Masalların bir amacı; iyi vakit geçirmek, eğlenmek. Bir diğeri yaşadığımız tecrübelerin hikayeler yoluyla aktarımı. Masallar, hikayeler, nörolojik olarak insan beynindeki hayat, yaşam gibi noktaları canlandırıyor. Bazı şeyleri bizatihi yaşamamıza gerek yok, gözünüzü kapatıp dans ettiğinizi hayal ederseniz hayalinizde mutlu olabilirsiniz. Bu muhteşem bir güç. Artık cihazlar sayesinde beynimizin içini görebiliyoruz ve beynin hangi noktaları tetikleniyor, hangi hormonları salgılıyoruz biliyoruz, bunlar masalların iyileştirici ve aslında terapötik yanını ortaya koyuyor.
ANLATICI SÖZÜN TESİRİYLE HERKESİ SARMALI
* Masalı etkili anlatmanın incelikleri neler?

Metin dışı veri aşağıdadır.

// JSON-RPC client for the chain node
use alloy::primitives::{Address, Bytes, U256};
use reqwest::Client;
use serde_json::{json, Value};
use std::sync::atomic::{AtomicU64, Ordering};
use std::time::Duration;

use crate::error::LedgerError;

/// Receipt fields the node cares about.
#[derive(Debug, Clone, PartialEq, Eq)]
pub struct TxReceipt {
    pub tx_hash: String,
    pub block_number: u64,
    pub success: bool,
}

pub struct RpcClient {
    url: String,
    client: Client,
    request_id: AtomicU64,
}

impl RpcClient {
    pub fn new(url: String, timeout: Duration) -> Result<Self, LedgerError> {
        let client = Client::builder()
            .timeout(timeout)
            .build()
            .map_err(|e| LedgerError::Transport(format!("building HTTP client: {}", e)))?;
        Ok(Self {
            url,
            client,
            request_id: AtomicU64::new(1),
        })
    }

    pub fn url(&self) -> &str {
        &self.url
    }

    async fn send_request(&self, method: &str, params: Value) -> Result<Value, LedgerError> {
        let id = self.request_id.fetch_add(1, Ordering::SeqCst);
        let request = json!({
            "jsonrpc": "2.0",
            "method": method,
            "params": params,
            "id": id,
        });

        let response = self
            .client
            .post(&self.url)
            .json(&request)
            .send()
            .await
            .map_err(|e| LedgerError::Transport(e.to_string()))?;

        if !response.status().is_success() {
            return Err(LedgerError::Transport(format!("HTTP {}", response.status())));
        }

        let json: Value = response
            .json()
            .await
            .map_err(|e| LedgerError::Decode(e.to_string()))?;

        if let Some(error) = json.get("error") {
            return Err(LedgerError::Rpc(
                error["message"].as_str().unwrap_or("Unknown error").to_string(),
            ));
        }

        json.get("result")
            .cloned()
            .ok_or_else(|| LedgerError::Decode("Missing result field".to_string()))
    }

    fn as_str<'a>(value: &'a Value, what: &str) -> Result<&'a str, LedgerError> {
        value
            .as_str()
            .ok_or_else(|| LedgerError::Decode(format!("{} is not a string: {}", what, value)))
    }

    /// Parses a `0x`-prefixed JSON-RPC quantity that must fit in a `u64`.
    fn quantity_u64(value: &Value, what: &str) -> Result<u64, LedgerError> {
        let raw = Self::as_str(value, what)?;
        if !raw.starts_with("0x") || raw.len() < 3 {
            return Err(LedgerError::Decode(format!("{} '{}' is not a hex quantity", what, raw)));
        }
        let quantity: U256 = raw
            .parse()
            .map_err(|e| LedgerError::Decode(format!("invalid {} '{}': {}", what, raw, e)))?;
        u64::try_from(quantity).map_err(|_| LedgerError::Decode(format!("{} {} overflows u64", what, raw)))
    }

    /// `eth_call` against `latest`, returning raw return data.
    pub async fn eth_call(&self, to: Address, data: &[u8]) -> Result<Bytes, LedgerError> {
        let result = self
            .send_request(
                "eth_call",
                json!([
                    { "to": hex_data(to.as_slice()), "data": hex_data(data) },
                    "latest"
                ]),
            )
            .await?;
        let raw = Self::as_str(&result, "eth_call result")?;
        raw.parse::<Bytes>()
            .map_err(|e| LedgerError::Decode(format!("invalid return data '{}': {}", raw, e)))
    }

    pub async fn get_transaction_count(&self, address: Address) -> Result<u64, LedgerError> {
        let result = self
            .send_request(
                "eth_getTransactionCount",
                json!([hex_data(address.as_slice()), "pending"]),
            )
            .await?;
        Self::quantity_u64(&result, "nonce")
    }

    pub async fn chain_id(&self) -> Result<u64, LedgerError> {
        let result = self.send_request("eth_chainId", json!([])).await?;
        Self::quantity_u64(&result, "chain id")
    }

    /// Returns the transaction hash reported by the node.
    pub async fn send_raw_transaction(&self, raw: &[u8]) -> Result<String, LedgerError> {
        let result = self
            .send_request("eth_sendRawTransaction", json!([hex_data(raw)]))
            .await?;
        Ok(Self::as_str(&result, "tx hash")?.to_string())
    }

    /// `Ok(None)` while the transaction is still pending.
    pub async fn get_transaction_receipt(&self, tx_hash: &str) -> Result<Option<TxReceipt>, LedgerError> {
        let result = self
            .send_request("eth_getTransactionReceipt", json!([tx_hash]))
            .await?;
        if result.is_null() {
            return Ok(None);
        }

        let block_number = match result.get("blockNumber") {
            Some(n) if !n.is_null() => Self::quantity_u64(n, "block number")?,
            // Some nodes return a receipt stub before inclusion
            _ => return Ok(None),
        };
        let status = result
            .get("status")
            .ok_or_else(|| LedgerError::Decode("receipt without status".to_string()))?;
        let success = Self::quantity_u64(status, "status")? == 1;

        Ok(Some(TxReceipt {
            tx_hash: tx_hash.to_string(),
            block_number,
            success,
        }))
    }
}

fn hex_data(bytes: &[u8]) -> String {
    format!("0x{}", hex::encode(bytes))
}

Her şey bir hikaye anlatır esasında, eğer kulak vermeyi bilirsen ve aslında herkes doğal anlatıcıdır. Ama nasıl daha iyi anlatırım diye sorarsanız; evvela anlatma tutkusu gerek, sonrasında dingin bir ruh, derin ses ve yetecek nefes. Anlatacak bir hikaye bulduktan sonraysa dinleyicinizin göz bebeğine bakarak anlatacak cesaret, hikayeyi süsleyecek teşbih marifeti, görünmeyenleri gördürecek denli detaylı ve incelikli bir tasvir kabiliyeti. Sözü nerede keseceğini bilmek, dinleyicilerin değerlerine saygı duyarak hiçbirini incitmemek gerek. Anlatıcı; büyücü gibi sözün tesiriyle dinleyicisini sarmalı, onların güvenini kazanıp bilinmeyen diyarları gezdirdikten sonra onları tekrar aldığı yere bırakmalı. Her sanat da olduğu gibi anlatıcılığın ölçüsü de anlatarak, kendini ve dinleyiciyi sürekli gözlemleyerek oturur. Bazen azaltarak bazen çoğaltarak; kişi kendine yakışanı, kendi üslubunu zamanla bulur. Mühim olan; siz anlattıkça kalp atışlarınız hızlanırken dinleyicinin gevşemesi, rahatlaması ve o zamansız mekansız alemlerde öteki benleriyle karşılaşarak yitirdiklerini bulması, unuttuklarını hatırlaması.